__What needs to be done__. Check each line of the records below and collect those holding "data".

**********

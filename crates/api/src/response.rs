//! API response types.

use axum::{
    Json,
    http::StatusCode,
    response::{IntoResponse, Response},
};
use serde::Serialize;

/// Standard API response wrapper.
///
/// Errors do not go through this type; they are rendered by
/// [`crimereport_common::AppError`].
#[derive(Debug, Serialize)]
pub struct ApiResponse<T: Serialize> {
    #[serde(skip)]
    status: StatusCode,
    /// Response payload.
    pub data: T,
}

impl<T: Serialize> ApiResponse<T> {
    /// Create a success response.
    pub const fn ok(data: T) -> Self {
        Self {
            status: StatusCode::OK,
            data,
        }
    }

    /// Create a response for a newly stored resource.
    pub const fn created(data: T) -> Self {
        Self {
            status: StatusCode::CREATED,
            data,
        }
    }
}

impl<T: Serialize> IntoResponse for ApiResponse<T> {
    fn into_response(self) -> Response {
        (self.status, Json(self)).into_response()
    }
}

**********

__Task output__.
    pub data: T,
    pub const fn ok(data: T) -> Self {
            data,
    pub const fn created(data: T) -> Self {
            data,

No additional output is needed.